開演前の舞台には、上手の奥に白いシーツが敷かれたベッド。
どのような始まり方をするのだろうかという期待と、衝撃。
開演の暗転の後、明るみに照らされたそのベッドにはオセロとデズデモーナの二人の亡骸と思われる死体が横たわっている。そして・・・
その二人を包み込むように、登場人物たちがベッドの周りを囲み、死体は消え去る・・・。
シーツが登場人物たちによって取り去られ、ベッドは硬い岩盤の風体となる。
そして、そこはデズデモーナの父、ブラバンショーの屋敷となって舞台が展開する。

前半部では多少の不満を感じることがあったが、後半部は一気に盛り上がりを見せ、デズデモーナがオセロに殺される場面にいたるまでの場面では涙を誘われ、感動でいっぱいになった。
その前半部の不満といっても一部はささいなもので、ヴェニス公国の公爵のキャスト(手塚祐介)があまりに若く、物足りない感じがしたことと、今ひとつは、エミリア。

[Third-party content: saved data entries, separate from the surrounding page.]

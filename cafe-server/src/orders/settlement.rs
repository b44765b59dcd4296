//! Order Settlement Coordinator
//!
//! One settlement attempt, split in two phases:
//!
//! ```text
//! prepare (reads only)                 commit (one transaction)
//! ─────────────────────                ────────────────────────────────────
//! validate + price cart                insert order   (savepoint, retry once
//! snapshot account tier/balance                        on order_number clash)
//! resolve redemption (best effort)     insert items
//! compute earned points                ensure account
//!                                      debit points   (compare-and-set)
//!                                      credit earned + tier recompute
//!                                      COMMIT
//! ```
//!
//! Any error after `begin` returns early with `?`; the dropped transaction
//! rolls back, so no partial order is ever visible. The balance read in
//! `prepare` may be stale by the time `commit` runs; the debit re-checks it
//! against the live row and fails the whole attempt with `InsufficientBalance`.

use super::error::{SettlementError, SettlementResult};
use super::identifier::{IdentifierGenerator, OrderNumberSource};
use super::pricing::{self, PricedCart};
use crate::db::repository::order::{self as order_repo, NewOrder};
use crate::db::repository::{RepoError, Tx, points_account};
use crate::loyalty::{PointsError, PointsLedger};
use crate::money::round_money;
use rust_decimal::Decimal;
use shared::models::{
    Cart, MembershipTier, Order, OrderSummary, PointsQuote, RedemptionRequest, SettlementReceipt,
    TransactionKind,
};
use std::sync::Arc;

/// Fully resolved settlement attempt, ready to commit
#[derive(Debug, Clone, PartialEq)]
pub struct SettlementPlan {
    pub customer_id: Option<i64>,
    pub cart: PricedCart,
    pub notes: Option<String>,
    /// Tier snapshot recorded on the order
    pub tier: MembershipTier,
    pub points_to_use: i64,
    pub points_deduction: Decimal,
    pub final_payment: Decimal,
    pub points_earned: i64,
}

/// Redemption after clamping and the minimum-floor fallback
#[derive(Debug, Clone, Copy, PartialEq, Eq)]
struct Redemption {
    max_usable: i64,
    points: i64,
    value: Decimal,
}

impl Redemption {
    const NONE: Redemption = Redemption {
        max_usable: 0,
        points: 0,
        value: Decimal::ZERO,
    };
}

#[derive(Clone)]
pub struct SettlementCoordinator {
    ledger: PointsLedger,
    identifiers: Arc<dyn OrderNumberSource>,
}

impl SettlementCoordinator {
    pub fn new(ledger: PointsLedger) -> Self {
        Self::with_identifiers(ledger, Arc::new(IdentifierGenerator))
    }

    pub fn with_identifiers(ledger: PointsLedger, identifiers: Arc<dyn OrderNumberSource>) -> Self {
        Self { ledger, identifiers }
    }

    pub fn ledger(&self) -> &PointsLedger {
        &self.ledger
    }

    /// Validate, price, resolve redemption and commit as one atomic unit
    pub async fn settle(
        &self,
        cart: &Cart,
        customer_id: Option<i64>,
        redemption: RedemptionRequest,
    ) -> SettlementResult<SettlementReceipt> {
        tracing::info!(
            customer_id = ?customer_id,
            lines = cart.lines.len(),
            requested_points = redemption.points,
            "Settlement started"
        );
        let plan = self.prepare(cart, customer_id, redemption).await?;
        self.commit(plan).await
    }

    /// Read-only phase: price the cart and resolve redemption/earning
    pub async fn prepare(
        &self,
        cart: &Cart,
        customer_id: Option<i64>,
        redemption: RedemptionRequest,
    ) -> SettlementResult<SettlementPlan> {
        let priced = pricing::price_cart(self.ledger.pool(), cart).await?;
        let subtotal = priced.original_total;

        let Some(customer_id) = customer_id else {
            return Ok(SettlementPlan {
                customer_id: None,
                final_payment: subtotal,
                cart: priced,
                notes: cart.notes.clone(),
                tier: MembershipTier::lowest(),
                points_to_use: 0,
                points_deduction: Decimal::ZERO,
                points_earned: 0,
            });
        };

        // No account yet: it is created inside commit, at the entry tier
        let (tier, balance) = match points_account::find(self.ledger.pool(), customer_id).await? {
            Some(account) => (account.tier, account.balance),
            None => (self.ledger.engine().tier_for(0), 0),
        };

        let resolved = self.resolve_redemption(subtotal, tier, balance, redemption.points)?;
        let final_payment = round_money(subtotal - resolved.value);
        let points_earned = self.ledger.earned_for(final_payment, tier)?;

        Ok(SettlementPlan {
            customer_id: Some(customer_id),
            cart: priced,
            notes: cart.notes.clone(),
            tier,
            points_to_use: resolved.points,
            points_deduction: resolved.value,
            final_payment,
            points_earned,
        })
    }

    /// Write phase: everything in the plan becomes visible together or not at all
    pub async fn commit(&self, plan: SettlementPlan) -> SettlementResult<SettlementReceipt> {
        match self.commit_plan(&plan).await {
            Ok(receipt) => {
                tracing::info!(
                    order_number = %receipt.order.order_number,
                    customer_id = ?plan.customer_id,
                    total = %receipt.order.final_payment_amount,
                    points_used = receipt.points_used,
                    points_earned = receipt.points_earned,
                    "Order settled"
                );
                Ok(receipt)
            }
            Err(e) => {
                tracing::warn!(customer_id = ?plan.customer_id, error = %e, "Settlement aborted, rolled back");
                Err(e)
            }
        }
    }

    async fn commit_plan(&self, plan: &SettlementPlan) -> SettlementResult<SettlementReceipt> {
        let mut tx = self.ledger.pool().begin().await?;

        let order = self.insert_order(&mut tx, plan).await?;
        for line in &plan.cart.lines {
            order_repo::insert_item(
                &mut tx,
                order.id,
                line.menu_item_id,
                line.quantity,
                line.unit_price,
                line.subtotal,
            )
            .await?;
        }

        if let Some(customer_id) = plan.customer_id {
            self.ledger.ensure_account(&mut tx, customer_id).await?;

            if plan.points_to_use > 0 {
                self.ledger
                    .use_points(
                        &mut tx,
                        customer_id,
                        plan.points_to_use,
                        Some(order.id),
                        &format!("Redeemed on order {}", order.order_number),
                    )
                    .await?;
            }

            if plan.points_earned > 0 {
                self.ledger
                    .earn(
                        &mut tx,
                        customer_id,
                        plan.points_earned,
                        Some(order.id),
                        TransactionKind::Earned,
                        &format!("Earned on order {}", order.order_number),
                    )
                    .await?;
            }
        }

        tx.commit().await?;

        Ok(SettlementReceipt {
            order: OrderSummary::from(&order),
            points_used: order.points_used,
            points_earned: order.points_earned,
        })
    }

    /// Insert the order header, regenerating the number once on a clash
    async fn insert_order(&self, tx: &mut Tx<'_>, plan: &SettlementPlan) -> SettlementResult<Order> {
        let mut retried = false;
        loop {
            let order_number = self.identifiers.next_order_number();
            let pickup_code = self.identifiers.next_pickup_code();
            let header = NewOrder {
                customer_id: plan.customer_id,
                order_number: &order_number,
                pickup_code: &pickup_code,
                original_total_price: plan.cart.original_total,
                points_deduction_amount: plan.points_deduction,
                final_payment_amount: plan.final_payment,
                points_used: plan.points_to_use,
                points_earned: plan.points_earned,
                member_level_at_time: plan.tier,
                notes: plan.notes.as_deref(),
            };

            // Savepoint: a failed INSERT must not poison the outer transaction
            let mut savepoint = sqlx::Connection::begin(&mut **tx).await?;
            match order_repo::insert(&mut savepoint, &header).await {
                Ok(order) => {
                    savepoint.commit().await?;
                    return Ok(order);
                }
                Err(RepoError::Duplicate(_)) => {
                    savepoint.rollback().await?;
                    if retried {
                        return Err(SettlementError::ConflictOnIdentifier(order_number));
                    }
                    tracing::warn!(%order_number, "Order number collision, regenerating");
                    retried = true;
                }
                Err(e) => return Err(e.into()),
            }
        }
    }

    /// Read-only preview using the same pricing and redemption rules as settle
    pub async fn quote_points(
        &self,
        cart: &Cart,
        customer_id: i64,
        requested_points: i64,
    ) -> SettlementResult<PointsQuote> {
        let priced = pricing::price_cart(self.ledger.pool(), cart).await?;
        let account = self.ledger.account(customer_id).await?;
        let subtotal = priced.original_total;

        let resolved = self.resolve_redemption(subtotal, account.tier, account.balance, requested_points)?;
        let final_total = round_money(subtotal - resolved.value);

        Ok(PointsQuote {
            original_total: subtotal,
            max_usable_points: resolved.max_usable,
            points_to_use: resolved.points,
            points_value: resolved.value,
            final_total,
            estimated_points_earned: self.ledger.earned_for(final_total, account.tier)?,
            balance: account.balance,
            balance_after_usage: account.balance - resolved.points,
        })
    }

    /// Clamp to what the tier and balance allow; anything not redeemable
    /// becomes a zero redemption instead of failing the order
    fn resolve_redemption(
        &self,
        subtotal: Decimal,
        tier: MembershipTier,
        balance: i64,
        requested: i64,
    ) -> SettlementResult<Redemption> {
        let max_usable = self.ledger.max_usable(subtotal, tier, balance)?;
        if requested <= 0 {
            return Ok(Redemption {
                max_usable,
                ..Redemption::NONE
            });
        }

        // max_usable never exceeds the balance
        let clamped = requested.min(max_usable);
        debug_assert!(clamped <= balance);

        match self.ledger.redeemable(clamped, tier, subtotal) {
            Ok(value) => Ok(Redemption {
                max_usable,
                points: clamped,
                value,
            }),
            Err(PointsError::BelowMinimumRedemption { requested, minimum }) => {
                tracing::debug!(requested, minimum, "Redemption below minimum, charging full total");
                Ok(Redemption {
                    max_usable,
                    ..Redemption::NONE
                })
            }
            Err(e) => Err(e.into()),
        }
    }
}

エミリアはかなり重要な役だと思うのだが、三沢明美が演じるエミリアは、前半部では消極的存在感にしか感じられなかった。そこに物足りなさを感じたのだが、イアゴーとの関係でとらえたとき、それは計算されたもののようであった。三沢明美の演じるエミリアは、イアゴーを一途に愛し、彼を信頼し、彼を疑うことはこれっぽっちもない。だから、デズデモーナがオセロにもらったハンカチを拾っても、イアゴーに喜んでもらうために、彼に渡してしまう。そのエミリアは、世界全部をくれるというのなら、夫のためなら夫を騙すようなひどいこともするという。それは夫を愛するがためにほかならない。エミリアは最後の最後まで夫を信じていて、裏切られていたことを知る。その落差の大きさゆえにエミリアが痛ましい。

エミリアがデズデモーナに対して語る、「嫉妬深い人間は理由があるから嫉妬するんじゃない、嫉妬深いから嫉妬するんです」という言葉は、イアゴーに対するエミリア自身の気持を語っているように響いた。
『オセロ』を、イアゴーにはかられたオセロが嫉妬に苦しむ劇とだけ捉えると卑小になってしまうが、中野春夫が指摘するように‘jealousy’を「妄想」と捉えると、劇全体の構造がもっとはっきり見えてくる。

そもそもイアゴーがオセロを陥れようとしたきっかけは、オセロが自分を副官にしてくれず、文官のキャシオを副官にしたことにあるが、自分の妻であるエミリアがオセロに寝取られたという「妄想」がオセロに対する憎しみを増幅している。吉見一豊が演じるイアゴーはそれをよく表出しているように思う。
イアゴーとオセロの立場が完全に逆転してしまう象徴的場面が、イアゴーとキャシオの話を岩陰で立ち聞きして、今やデズデモーナとキャシオの不倫が決定的なものとしてオセロが思い込むところ。オセロは完全に打ちのめされて、岩陰に座り込み悶え苦しんでいる。

イアゴーはその岩の上からオセロを見下ろしながら、「今の証拠を見ましたか」と問いかける。イアゴーはオセロより高みの存在となっている。

金田明夫のオセロ、吉見一豊のイアゴーが熱演。
朴ロ美が、積極的で、明るく、疑うことを知らず、純粋無垢なデズデモーナを演じる。それだけにオセロに無実の身で殺される姿が痛ましい。印象的なデズデモーナだった。

上演時間は休憩15分を挟んで2時間25分。